How is it fair to have the only mention of Black slavery’s role in the history of Montreal—on the website about the history of Montreal—be a passing word in the last sentence of an event description?
As for representing other Black communities—or communities of colour in general—the website’s content says it all. Of 120 blog posts about Montreal’s history, seven are about or include people of colour—and one is about peanut butter, another is about the Harlem Globetrotters, two things 100 per cent absolutely always associated with Montreal, obviously.
But no Oliver Jones. No Oscar Peterson. No jazz. No Senegal. No Cameroon. No Trinidad. No Michaëlle Jean. No Kaytranada. No P.K. Subban.
There is a story on the website about Jackie Robinson, though, a “Two Minutes of History” blog post. Robinson, an American baseball player drafted by the Brooklyn Dodgers and sent to the Montreal Royals, was the first Black athlete in professional baseball out of the segregated Negro League. He deserves more than two minutes of history.
In any case, his story closes with: “Here in Quebec, Black History Month encourages citizens to learn about the impact the Black community has had on their province, and the integral role the community plays in making La Belle Province such a special place to live.”
Odd, then, that Montreal’s planned 375th celebrations largely omit the impact of the Black community.
The year is young. There might still be events planned that the city hasn’t publicized for some reason. There might be blog posts in the works to meaningfully share the full stories of Black Montrealers, and to do right by their 375 years of dismissal. But it seems unlikely up to now.
Whether co-signed by the city or not, Black Montrealers deserve recognition. Leaving behind the 375th, there are institutions in this city to look to as models of preserving and honouring Black history. There’s Montreal’s Black History Month, of course—but that history shouldn’t be relegated to just one month during the year, especially during the 375th celebrations.
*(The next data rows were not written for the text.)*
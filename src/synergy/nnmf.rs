// src/synergy/nnmf.rs
//! Non-negative matrix factorization with multiplicative updates
//!
//! Implements the Frobenius-norm update rules of Lee & Seung (1999):
//!
//! ```text
//! W <- W * (X H^T) / (W H H^T)
//! H <- H * (W^T X) / (W^T W H)
//! ```
//!
//! Initial factors are drawn from a seeded generator, so a given input, rank
//! and seed always produce the same factorization.

use crate::config::constants::synergy::NNMF_CHECK_INTERVAL;
use crate::config::SearchConfig;
use crate::error::{SynergyError, SynergyResult};
use ndarray::Array2;
use rand::rngs::StdRng;
use rand::{Rng, SeedableRng};
use tracing::debug;

/// Result of one factorization `X ~= W H`
#[derive(Debug, Clone, PartialEq)]
pub struct NmfFit {
    /// Activation matrix, `rows(X) x k`
    pub w: Array2<f64>,
    /// Component matrix, `k x cols(X)`
    pub h: Array2<f64>,
    pub iterations: usize,
    pub converged: bool,
    /// Frobenius norm of the final residual
    pub reconstruction_error: f64,
}

impl NmfFit {
    pub fn reconstruct(&self) -> Array2<f64> {
        self.w.dot(&self.h)
    }

    pub fn n_components(&self) -> usize {
        self.w.ncols()
    }
}

/// Multiplicative-update NNMF solver
#[derive(Debug, Clone)]
pub struct Nmf {
    n_components: usize,
    max_iterations: usize,
    tolerance: f64,
    seed: u64,
}

impl Nmf {
    pub fn new(n_components: usize) -> Self {
        let defaults = SearchConfig::default();
        Self {
            n_components,
            max_iterations: defaults.max_iterations,
            tolerance: defaults.tolerance,
            seed: defaults.seed,
        }
    }

    /// Solver settings from a search configuration
    pub fn from_config(n_components: usize, config: &SearchConfig) -> Self {
        Self::new(n_components)
            .max_iterations(config.max_iterations)
            .tolerance(config.tolerance)
            .seed(config.seed)
    }

    pub fn max_iterations(mut self, n: usize) -> Self {
        self.max_iterations = n;
        self
    }

    pub fn tolerance(mut self, tol: f64) -> Self {
        self.tolerance = tol;
        self
    }

    pub fn seed(mut self, seed: u64) -> Self {
        self.seed = seed;
        self
    }

    /// Factor a non-negative `x` into `W (rows x k)` and `H (k x cols)`.
    ///
    /// Fails with [`SynergyError::UnderdeterminedFactorization`] when `k`
    /// exceeds the number of rows (channels).
    pub fn fit(&self, x: &Array2<f64>) -> SynergyResult<NmfFit> {
        let (rows, cols) = x.dim();
        let k = self.n_components;

        if k == 0 {
            return Err(SynergyError::configuration("nnmf", "fit", "component count must be at least 1"));
        }
        if k > rows {
            return Err(SynergyError::UnderdeterminedFactorization {
                channels: rows,
                components: k,
            });
        }
        if cols == 0 {
            return Err(SynergyError::invalid_data("nnmf", "fit", "signal matrix", "no samples to factorize"));
        }
        if x.iter().any(|&v| v < 0.0 || !v.is_finite()) {
            return Err(SynergyError::invalid_data(
                "nnmf",
                "fit",
                "signal matrix",
                "entries must be finite and non-negative",
            ));
        }

        let (mut w, mut h) = self.random_init(x);

        let error_at_init = frobenius_residual(x, &w, &h);
        let mut previous_error = error_at_init;
        let mut iterations = 0;
        let mut converged = false;

        for iteration in 1..=self.max_iterations {
            iterations = iteration;

            let numerator = x.dot(&h.t());
            let denominator = w.dot(&h.dot(&h.t()));
            multiplicative_step(&mut w, &numerator, &denominator);

            let numerator = w.t().dot(x);
            let denominator = w.t().dot(&w).dot(&h);
            multiplicative_step(&mut h, &numerator, &denominator);

            if iteration % NNMF_CHECK_INTERVAL == 0 {
                let error = frobenius_residual(x, &w, &h);
                if error_at_init == 0.0 || (previous_error - error) / error_at_init < self.tolerance {
                    converged = true;
                    break;
                }
                previous_error = error;
            }
        }

        let reconstruction_error = frobenius_residual(x, &w, &h);
        debug!(k, iterations, converged, reconstruction_error, "nnmf finished");

        Ok(NmfFit {
            w,
            h,
            iterations,
            converged,
            reconstruction_error,
        })
    }

    /// Scaled half-normal draws: `sqrt(mean(X) / k) * |N(0, 1)|`
    fn random_init(&self, x: &Array2<f64>) -> (Array2<f64>, Array2<f64>) {
        let (rows, cols) = x.dim();
        let k = self.n_components;
        let mean = x.mean().unwrap_or(0.0);
        let scale = (mean / k as f64).sqrt();

        let mut rng = StdRng::seed_from_u64(self.seed);
        let h = Array2::from_shape_fn((k, cols), |_| scale * half_normal(&mut rng));
        let w = Array2::from_shape_fn((rows, k), |_| scale * half_normal(&mut rng));
        (w, h)
    }
}

/// `|N(0, 1)|` via the Box-Muller transform
fn half_normal<R: Rng>(rng: &mut R) -> f64 {
    let u1: f64 = 1.0 - rng.gen::<f64>();
    let u2: f64 = rng.gen::<f64>();
    ((-2.0 * u1.ln()).sqrt() * (2.0 * std::f64::consts::PI * u2).cos()).abs()
}

fn multiplicative_step(factor: &mut Array2<f64>, numerator: &Array2<f64>, denominator: &Array2<f64>) {
    ndarray::Zip::from(factor)
        .and(numerator)
        .and(denominator)
        .for_each(|f, &num, &den| {
            *f *= num / den.max(f64::EPSILON);
        });
}

/// `||X - W H||_F`
pub fn frobenius_residual(x: &Array2<f64>, w: &Array2<f64>, h: &Array2<f64>) -> f64 {
    let reconstruction = w.dot(h);
    x.iter()
        .zip(reconstruction.iter())
        .map(|(a, b)| (a - b) * (a - b))
        .sum::<f64>()
        .sqrt()
}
For a more continuous and communal model of Montreal’s Black history, one might look to the home of that old piano: The Negro Community Centre.
The NCC’s extensive archives are currently housed in the Concordia University Vanier Library at Loyola Campus. They’re a unique, detailed, decades-long account of life in Montreal for the Black community in Little Burgundy. Read our cover story for why.
For an honest account of Montreal’s Black history, sharing those records is a good place to start. And, of course, listening to what they tell us.